Scan the records below. Copy every line in which the word "axum" appears.

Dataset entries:

====================

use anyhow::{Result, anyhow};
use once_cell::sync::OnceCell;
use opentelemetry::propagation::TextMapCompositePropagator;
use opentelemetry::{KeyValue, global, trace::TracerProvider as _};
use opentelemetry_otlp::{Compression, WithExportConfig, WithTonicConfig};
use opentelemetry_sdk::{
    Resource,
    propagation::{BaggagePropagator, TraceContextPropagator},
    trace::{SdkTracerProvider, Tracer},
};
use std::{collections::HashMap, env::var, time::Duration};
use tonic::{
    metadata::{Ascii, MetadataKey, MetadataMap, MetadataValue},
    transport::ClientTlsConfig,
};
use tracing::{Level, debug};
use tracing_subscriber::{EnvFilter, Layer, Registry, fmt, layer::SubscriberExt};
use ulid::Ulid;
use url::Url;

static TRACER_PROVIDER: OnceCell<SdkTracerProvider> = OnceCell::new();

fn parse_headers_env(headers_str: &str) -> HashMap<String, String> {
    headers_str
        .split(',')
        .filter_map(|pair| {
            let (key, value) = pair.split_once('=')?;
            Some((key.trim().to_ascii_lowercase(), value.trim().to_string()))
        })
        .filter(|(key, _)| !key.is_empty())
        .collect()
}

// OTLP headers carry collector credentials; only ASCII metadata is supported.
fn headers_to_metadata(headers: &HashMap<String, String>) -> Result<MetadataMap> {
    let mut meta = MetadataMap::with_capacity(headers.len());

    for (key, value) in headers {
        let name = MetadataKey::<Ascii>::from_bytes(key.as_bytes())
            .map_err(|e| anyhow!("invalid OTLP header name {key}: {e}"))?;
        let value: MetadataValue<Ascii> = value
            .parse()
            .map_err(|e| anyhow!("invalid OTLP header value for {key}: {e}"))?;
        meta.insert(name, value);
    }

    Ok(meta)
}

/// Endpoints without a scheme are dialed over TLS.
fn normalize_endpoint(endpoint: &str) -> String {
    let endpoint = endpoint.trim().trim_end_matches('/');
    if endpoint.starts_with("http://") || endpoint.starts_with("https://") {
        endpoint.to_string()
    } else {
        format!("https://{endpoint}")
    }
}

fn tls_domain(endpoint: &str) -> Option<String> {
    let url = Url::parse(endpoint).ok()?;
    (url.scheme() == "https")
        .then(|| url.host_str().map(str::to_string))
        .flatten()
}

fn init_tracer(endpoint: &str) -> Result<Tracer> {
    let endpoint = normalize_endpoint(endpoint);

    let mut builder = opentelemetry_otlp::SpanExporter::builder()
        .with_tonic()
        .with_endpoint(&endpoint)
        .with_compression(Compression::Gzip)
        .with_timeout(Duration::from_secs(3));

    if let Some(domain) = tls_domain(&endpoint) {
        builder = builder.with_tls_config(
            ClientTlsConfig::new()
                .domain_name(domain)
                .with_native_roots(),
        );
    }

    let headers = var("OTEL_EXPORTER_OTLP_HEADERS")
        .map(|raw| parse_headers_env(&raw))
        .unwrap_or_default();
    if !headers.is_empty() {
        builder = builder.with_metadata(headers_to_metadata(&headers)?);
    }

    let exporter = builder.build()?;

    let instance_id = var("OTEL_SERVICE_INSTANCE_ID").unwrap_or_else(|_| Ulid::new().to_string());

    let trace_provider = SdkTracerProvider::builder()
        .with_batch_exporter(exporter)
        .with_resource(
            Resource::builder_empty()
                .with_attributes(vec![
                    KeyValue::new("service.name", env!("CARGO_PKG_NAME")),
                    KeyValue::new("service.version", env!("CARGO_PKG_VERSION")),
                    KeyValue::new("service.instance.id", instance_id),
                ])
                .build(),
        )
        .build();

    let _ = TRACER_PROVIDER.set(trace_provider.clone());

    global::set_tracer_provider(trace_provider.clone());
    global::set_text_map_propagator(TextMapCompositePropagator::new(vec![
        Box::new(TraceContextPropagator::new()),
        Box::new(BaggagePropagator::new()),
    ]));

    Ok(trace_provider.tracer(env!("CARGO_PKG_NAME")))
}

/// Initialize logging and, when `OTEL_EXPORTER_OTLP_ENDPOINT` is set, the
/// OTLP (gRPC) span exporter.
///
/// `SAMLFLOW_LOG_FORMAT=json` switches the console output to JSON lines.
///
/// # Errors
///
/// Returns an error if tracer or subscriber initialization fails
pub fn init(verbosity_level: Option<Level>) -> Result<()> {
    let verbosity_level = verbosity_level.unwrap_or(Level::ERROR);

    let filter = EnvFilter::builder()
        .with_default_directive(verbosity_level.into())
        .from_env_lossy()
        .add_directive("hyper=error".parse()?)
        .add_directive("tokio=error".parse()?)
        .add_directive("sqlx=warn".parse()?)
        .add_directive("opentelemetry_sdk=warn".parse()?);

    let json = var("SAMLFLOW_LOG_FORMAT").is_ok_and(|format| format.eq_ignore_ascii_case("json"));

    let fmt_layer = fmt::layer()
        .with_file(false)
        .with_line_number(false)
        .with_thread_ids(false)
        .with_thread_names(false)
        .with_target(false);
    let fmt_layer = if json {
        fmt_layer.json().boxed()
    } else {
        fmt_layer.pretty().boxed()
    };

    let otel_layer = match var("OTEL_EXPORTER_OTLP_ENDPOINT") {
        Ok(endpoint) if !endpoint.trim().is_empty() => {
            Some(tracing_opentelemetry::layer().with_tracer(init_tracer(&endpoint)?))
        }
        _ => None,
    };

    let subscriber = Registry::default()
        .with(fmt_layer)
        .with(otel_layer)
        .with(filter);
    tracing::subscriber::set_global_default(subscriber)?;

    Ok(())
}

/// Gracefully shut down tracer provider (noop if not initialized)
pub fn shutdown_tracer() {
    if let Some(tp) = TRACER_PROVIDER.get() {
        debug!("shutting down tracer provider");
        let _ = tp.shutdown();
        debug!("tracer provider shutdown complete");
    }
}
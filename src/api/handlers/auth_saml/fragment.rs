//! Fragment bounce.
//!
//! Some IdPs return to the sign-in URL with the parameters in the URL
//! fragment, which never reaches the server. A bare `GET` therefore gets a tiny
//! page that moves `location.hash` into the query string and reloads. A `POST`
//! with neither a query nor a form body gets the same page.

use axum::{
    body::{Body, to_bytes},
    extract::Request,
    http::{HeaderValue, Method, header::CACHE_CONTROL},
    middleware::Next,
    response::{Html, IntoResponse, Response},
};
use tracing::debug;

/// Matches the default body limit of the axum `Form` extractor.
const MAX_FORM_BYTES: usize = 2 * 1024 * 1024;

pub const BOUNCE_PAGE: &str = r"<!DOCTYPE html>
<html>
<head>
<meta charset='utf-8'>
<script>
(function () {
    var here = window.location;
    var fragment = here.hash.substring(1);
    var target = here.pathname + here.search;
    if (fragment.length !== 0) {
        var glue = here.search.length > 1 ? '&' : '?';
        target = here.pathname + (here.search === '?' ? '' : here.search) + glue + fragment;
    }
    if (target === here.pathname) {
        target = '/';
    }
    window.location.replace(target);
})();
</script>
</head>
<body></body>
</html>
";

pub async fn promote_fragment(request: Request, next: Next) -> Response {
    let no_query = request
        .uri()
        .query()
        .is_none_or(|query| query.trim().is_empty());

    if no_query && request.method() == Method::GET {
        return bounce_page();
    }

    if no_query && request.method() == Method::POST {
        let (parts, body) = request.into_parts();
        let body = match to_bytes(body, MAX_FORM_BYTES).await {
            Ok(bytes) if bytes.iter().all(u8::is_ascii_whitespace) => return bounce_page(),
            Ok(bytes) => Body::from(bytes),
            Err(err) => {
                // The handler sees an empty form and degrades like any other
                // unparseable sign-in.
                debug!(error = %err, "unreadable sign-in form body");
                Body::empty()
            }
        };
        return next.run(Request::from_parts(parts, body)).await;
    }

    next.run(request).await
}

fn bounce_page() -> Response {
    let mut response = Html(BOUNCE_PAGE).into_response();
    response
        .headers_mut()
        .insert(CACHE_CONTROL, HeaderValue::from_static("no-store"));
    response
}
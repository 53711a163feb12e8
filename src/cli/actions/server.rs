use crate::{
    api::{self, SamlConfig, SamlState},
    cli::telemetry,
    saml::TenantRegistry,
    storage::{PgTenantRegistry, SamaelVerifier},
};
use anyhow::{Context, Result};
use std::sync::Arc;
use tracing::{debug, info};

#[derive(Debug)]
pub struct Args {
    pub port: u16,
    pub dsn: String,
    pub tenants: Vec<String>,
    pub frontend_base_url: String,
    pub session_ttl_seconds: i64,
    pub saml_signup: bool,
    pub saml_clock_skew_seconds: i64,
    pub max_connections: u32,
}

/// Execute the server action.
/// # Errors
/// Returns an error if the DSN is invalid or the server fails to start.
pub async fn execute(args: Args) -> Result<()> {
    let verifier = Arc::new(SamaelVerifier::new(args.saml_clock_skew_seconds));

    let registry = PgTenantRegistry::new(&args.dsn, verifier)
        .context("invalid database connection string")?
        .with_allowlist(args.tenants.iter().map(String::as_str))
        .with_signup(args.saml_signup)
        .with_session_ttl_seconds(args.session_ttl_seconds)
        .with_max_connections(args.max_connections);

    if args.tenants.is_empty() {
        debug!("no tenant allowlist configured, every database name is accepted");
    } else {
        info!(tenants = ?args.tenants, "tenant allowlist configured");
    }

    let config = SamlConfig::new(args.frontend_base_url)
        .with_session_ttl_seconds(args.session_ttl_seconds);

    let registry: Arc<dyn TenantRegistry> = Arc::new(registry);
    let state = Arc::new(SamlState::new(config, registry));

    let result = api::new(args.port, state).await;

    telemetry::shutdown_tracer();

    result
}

====================

Answer to this exercise —
use axum::{
/// Matches the default body limit of the axum `Form` extractor.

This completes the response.